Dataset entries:
§ §

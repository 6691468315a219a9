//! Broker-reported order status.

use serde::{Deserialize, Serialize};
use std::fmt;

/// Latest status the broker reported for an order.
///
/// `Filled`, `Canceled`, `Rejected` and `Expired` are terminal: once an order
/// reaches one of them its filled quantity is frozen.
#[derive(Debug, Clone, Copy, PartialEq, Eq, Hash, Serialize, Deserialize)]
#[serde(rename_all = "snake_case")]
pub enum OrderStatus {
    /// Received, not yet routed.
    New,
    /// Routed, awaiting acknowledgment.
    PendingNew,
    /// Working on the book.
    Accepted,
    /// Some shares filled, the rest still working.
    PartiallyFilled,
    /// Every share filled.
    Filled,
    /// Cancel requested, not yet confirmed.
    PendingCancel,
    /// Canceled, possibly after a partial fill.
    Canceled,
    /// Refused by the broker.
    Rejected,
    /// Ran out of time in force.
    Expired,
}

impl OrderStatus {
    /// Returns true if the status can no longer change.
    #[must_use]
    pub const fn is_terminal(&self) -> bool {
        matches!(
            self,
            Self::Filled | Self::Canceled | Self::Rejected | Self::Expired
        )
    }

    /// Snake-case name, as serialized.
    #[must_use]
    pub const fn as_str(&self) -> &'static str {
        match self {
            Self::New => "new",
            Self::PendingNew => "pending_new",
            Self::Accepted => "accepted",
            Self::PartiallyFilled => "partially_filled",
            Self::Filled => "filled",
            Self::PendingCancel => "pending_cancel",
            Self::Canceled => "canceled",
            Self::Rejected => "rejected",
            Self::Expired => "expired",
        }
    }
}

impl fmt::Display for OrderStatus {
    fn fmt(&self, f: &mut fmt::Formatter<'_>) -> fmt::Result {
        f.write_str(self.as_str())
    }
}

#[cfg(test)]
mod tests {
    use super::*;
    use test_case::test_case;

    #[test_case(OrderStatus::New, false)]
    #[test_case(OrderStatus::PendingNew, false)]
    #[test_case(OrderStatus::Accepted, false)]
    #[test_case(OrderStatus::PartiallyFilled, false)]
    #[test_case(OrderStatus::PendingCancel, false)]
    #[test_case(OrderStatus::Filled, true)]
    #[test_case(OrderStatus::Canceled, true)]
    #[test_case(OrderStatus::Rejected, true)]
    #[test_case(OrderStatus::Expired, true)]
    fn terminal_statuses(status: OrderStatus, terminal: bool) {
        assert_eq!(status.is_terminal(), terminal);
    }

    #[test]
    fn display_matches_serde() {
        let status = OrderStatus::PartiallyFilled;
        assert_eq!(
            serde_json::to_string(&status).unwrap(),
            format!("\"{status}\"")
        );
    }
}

§ §

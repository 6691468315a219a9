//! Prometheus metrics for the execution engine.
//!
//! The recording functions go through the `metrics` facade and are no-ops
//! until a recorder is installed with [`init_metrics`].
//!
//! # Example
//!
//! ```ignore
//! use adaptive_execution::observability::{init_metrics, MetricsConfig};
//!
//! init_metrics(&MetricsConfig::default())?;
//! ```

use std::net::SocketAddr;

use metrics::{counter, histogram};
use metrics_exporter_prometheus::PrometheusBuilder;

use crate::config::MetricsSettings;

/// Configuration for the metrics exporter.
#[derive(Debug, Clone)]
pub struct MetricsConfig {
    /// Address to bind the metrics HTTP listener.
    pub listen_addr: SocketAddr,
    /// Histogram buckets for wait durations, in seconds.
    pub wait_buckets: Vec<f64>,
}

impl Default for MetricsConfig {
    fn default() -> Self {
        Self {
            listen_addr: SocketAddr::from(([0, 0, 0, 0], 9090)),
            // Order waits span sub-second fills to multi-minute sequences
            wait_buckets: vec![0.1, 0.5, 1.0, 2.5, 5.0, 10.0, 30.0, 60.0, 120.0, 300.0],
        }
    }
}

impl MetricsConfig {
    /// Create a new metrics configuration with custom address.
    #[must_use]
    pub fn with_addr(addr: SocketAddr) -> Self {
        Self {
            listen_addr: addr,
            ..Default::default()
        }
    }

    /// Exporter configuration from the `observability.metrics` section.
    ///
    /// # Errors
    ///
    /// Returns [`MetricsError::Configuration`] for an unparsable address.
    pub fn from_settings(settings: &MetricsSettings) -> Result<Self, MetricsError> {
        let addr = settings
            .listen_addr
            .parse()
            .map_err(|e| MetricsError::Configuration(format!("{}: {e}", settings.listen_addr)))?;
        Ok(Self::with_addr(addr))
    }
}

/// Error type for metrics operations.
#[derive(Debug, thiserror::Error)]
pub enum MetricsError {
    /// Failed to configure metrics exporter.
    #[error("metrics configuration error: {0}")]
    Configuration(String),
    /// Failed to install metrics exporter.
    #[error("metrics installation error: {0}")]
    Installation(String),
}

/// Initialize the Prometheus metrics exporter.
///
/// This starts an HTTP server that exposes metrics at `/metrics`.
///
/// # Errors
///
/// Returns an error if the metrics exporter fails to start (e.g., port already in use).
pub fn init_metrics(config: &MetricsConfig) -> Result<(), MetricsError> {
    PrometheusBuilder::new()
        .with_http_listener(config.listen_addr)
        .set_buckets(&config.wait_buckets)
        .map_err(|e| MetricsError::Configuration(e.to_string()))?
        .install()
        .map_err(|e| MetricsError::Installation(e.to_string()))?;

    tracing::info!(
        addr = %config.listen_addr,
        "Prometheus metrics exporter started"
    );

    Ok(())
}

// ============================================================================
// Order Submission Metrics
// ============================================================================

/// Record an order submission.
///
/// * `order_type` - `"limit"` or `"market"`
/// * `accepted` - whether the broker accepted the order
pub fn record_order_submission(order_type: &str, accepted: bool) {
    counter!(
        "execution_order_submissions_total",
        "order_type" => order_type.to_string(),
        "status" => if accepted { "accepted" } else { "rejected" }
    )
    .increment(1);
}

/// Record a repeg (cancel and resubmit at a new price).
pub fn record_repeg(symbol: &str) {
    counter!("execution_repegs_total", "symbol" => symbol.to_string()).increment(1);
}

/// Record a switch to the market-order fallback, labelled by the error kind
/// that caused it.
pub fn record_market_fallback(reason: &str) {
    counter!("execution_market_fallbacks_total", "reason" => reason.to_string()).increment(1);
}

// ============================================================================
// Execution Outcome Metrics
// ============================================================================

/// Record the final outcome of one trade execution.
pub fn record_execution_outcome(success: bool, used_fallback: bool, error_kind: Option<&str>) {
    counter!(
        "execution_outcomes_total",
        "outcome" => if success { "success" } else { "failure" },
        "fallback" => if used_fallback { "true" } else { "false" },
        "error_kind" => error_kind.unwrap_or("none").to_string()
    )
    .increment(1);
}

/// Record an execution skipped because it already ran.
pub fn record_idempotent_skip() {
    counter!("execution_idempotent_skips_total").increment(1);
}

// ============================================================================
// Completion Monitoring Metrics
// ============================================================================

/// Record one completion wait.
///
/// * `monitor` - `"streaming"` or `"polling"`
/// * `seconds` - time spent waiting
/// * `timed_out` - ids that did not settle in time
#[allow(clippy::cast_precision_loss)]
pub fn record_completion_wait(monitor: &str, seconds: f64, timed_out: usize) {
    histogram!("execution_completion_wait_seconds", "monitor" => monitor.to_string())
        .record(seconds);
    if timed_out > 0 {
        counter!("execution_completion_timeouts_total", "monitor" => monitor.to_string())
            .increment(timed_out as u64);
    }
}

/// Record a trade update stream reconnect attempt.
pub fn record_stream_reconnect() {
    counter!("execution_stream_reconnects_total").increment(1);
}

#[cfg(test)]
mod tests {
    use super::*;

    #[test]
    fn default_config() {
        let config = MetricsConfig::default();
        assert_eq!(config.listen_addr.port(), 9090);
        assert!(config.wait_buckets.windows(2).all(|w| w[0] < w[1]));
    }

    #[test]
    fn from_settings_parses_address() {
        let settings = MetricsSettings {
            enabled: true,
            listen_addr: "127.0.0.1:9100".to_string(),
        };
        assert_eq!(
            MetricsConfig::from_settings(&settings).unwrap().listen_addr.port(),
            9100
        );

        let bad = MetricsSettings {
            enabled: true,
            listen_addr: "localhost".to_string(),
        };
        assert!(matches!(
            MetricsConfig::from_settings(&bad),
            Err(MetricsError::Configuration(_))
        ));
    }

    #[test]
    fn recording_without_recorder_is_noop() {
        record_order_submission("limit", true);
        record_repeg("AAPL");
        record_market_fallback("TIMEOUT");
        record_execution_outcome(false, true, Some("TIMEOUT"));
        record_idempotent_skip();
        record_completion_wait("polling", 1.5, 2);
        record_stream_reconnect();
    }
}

§ §

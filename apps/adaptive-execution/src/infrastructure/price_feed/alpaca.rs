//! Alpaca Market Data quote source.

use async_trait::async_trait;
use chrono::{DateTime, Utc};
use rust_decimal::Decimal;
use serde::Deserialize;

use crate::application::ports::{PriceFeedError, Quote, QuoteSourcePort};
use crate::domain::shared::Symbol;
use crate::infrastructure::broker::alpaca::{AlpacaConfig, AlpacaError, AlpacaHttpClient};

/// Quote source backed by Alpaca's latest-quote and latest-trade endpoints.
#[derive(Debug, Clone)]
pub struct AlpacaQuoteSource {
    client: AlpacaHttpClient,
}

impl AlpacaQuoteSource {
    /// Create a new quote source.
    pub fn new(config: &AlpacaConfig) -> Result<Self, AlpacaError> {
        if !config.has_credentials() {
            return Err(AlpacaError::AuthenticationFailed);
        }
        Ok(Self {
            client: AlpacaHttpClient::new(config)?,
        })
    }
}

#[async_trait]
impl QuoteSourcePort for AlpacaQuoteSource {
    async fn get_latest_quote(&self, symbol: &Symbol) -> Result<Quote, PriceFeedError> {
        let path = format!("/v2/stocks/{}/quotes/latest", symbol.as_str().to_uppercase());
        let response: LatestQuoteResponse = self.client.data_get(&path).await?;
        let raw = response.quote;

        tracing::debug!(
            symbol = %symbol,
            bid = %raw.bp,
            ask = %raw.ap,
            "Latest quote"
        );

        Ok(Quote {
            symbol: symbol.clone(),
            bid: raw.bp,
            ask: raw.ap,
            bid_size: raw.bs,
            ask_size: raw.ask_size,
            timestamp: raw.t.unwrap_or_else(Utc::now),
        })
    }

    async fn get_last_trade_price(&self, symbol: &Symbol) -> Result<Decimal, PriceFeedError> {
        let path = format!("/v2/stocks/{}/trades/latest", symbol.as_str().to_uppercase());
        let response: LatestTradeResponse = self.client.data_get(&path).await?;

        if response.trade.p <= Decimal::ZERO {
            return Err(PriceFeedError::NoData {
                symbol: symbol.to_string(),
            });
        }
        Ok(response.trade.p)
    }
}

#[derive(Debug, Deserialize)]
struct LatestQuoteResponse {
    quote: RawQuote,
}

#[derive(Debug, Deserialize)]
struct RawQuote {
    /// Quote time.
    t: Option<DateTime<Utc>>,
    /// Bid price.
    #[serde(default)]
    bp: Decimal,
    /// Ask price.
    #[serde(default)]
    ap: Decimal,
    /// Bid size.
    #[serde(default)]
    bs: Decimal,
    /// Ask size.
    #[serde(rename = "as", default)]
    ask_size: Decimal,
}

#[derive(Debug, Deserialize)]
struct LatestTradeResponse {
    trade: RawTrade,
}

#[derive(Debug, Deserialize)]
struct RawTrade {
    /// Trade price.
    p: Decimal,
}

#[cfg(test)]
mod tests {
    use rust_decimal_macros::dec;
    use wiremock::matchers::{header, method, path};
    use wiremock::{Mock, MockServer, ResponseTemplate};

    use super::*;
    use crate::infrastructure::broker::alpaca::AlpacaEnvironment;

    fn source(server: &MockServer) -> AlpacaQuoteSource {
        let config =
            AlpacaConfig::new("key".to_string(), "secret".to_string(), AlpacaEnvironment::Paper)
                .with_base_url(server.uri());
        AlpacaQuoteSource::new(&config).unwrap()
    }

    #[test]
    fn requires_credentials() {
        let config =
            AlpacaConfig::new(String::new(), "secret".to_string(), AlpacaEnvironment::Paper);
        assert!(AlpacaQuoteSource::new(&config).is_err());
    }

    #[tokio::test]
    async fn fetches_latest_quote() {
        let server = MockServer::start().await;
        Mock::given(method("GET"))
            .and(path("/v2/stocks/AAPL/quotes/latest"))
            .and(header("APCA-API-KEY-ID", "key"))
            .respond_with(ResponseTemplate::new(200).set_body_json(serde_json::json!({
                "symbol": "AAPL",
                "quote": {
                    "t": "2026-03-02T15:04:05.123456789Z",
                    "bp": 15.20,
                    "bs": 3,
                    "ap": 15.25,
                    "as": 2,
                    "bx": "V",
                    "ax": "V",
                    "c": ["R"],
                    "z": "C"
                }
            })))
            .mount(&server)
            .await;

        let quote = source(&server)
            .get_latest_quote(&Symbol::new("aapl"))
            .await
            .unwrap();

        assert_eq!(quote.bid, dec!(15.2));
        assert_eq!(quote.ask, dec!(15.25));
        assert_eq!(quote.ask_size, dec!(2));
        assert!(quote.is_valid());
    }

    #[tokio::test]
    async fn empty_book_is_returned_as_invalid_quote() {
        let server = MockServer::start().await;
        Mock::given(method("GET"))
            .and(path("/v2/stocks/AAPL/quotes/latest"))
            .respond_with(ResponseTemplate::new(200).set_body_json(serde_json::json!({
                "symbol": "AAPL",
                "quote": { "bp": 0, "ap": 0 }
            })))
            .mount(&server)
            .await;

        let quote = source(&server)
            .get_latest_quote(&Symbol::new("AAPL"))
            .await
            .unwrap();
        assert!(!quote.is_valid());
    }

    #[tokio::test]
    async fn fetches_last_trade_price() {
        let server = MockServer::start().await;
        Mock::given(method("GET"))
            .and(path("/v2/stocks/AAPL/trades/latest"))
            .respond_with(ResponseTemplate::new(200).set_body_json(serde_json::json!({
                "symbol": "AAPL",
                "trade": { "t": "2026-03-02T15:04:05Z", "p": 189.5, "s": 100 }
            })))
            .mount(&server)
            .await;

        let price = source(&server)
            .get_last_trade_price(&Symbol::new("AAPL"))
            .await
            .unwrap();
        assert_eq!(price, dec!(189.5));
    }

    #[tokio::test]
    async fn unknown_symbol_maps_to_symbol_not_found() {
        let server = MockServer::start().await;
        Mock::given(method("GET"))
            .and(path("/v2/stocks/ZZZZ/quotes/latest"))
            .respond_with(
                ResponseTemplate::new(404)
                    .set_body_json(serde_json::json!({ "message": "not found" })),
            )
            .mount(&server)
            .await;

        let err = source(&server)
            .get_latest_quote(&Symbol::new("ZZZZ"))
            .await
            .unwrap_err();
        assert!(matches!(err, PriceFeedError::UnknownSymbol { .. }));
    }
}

§ §

WORK ITEM:
Among the lines above, find those with the string "PendingCancel" and copy them.

SOLUTION TO THE PROBLEM:
    PendingCancel,
            Self::PendingCancel => "pending_cancel",
    #[test_case(OrderStatus::PendingCancel, false)]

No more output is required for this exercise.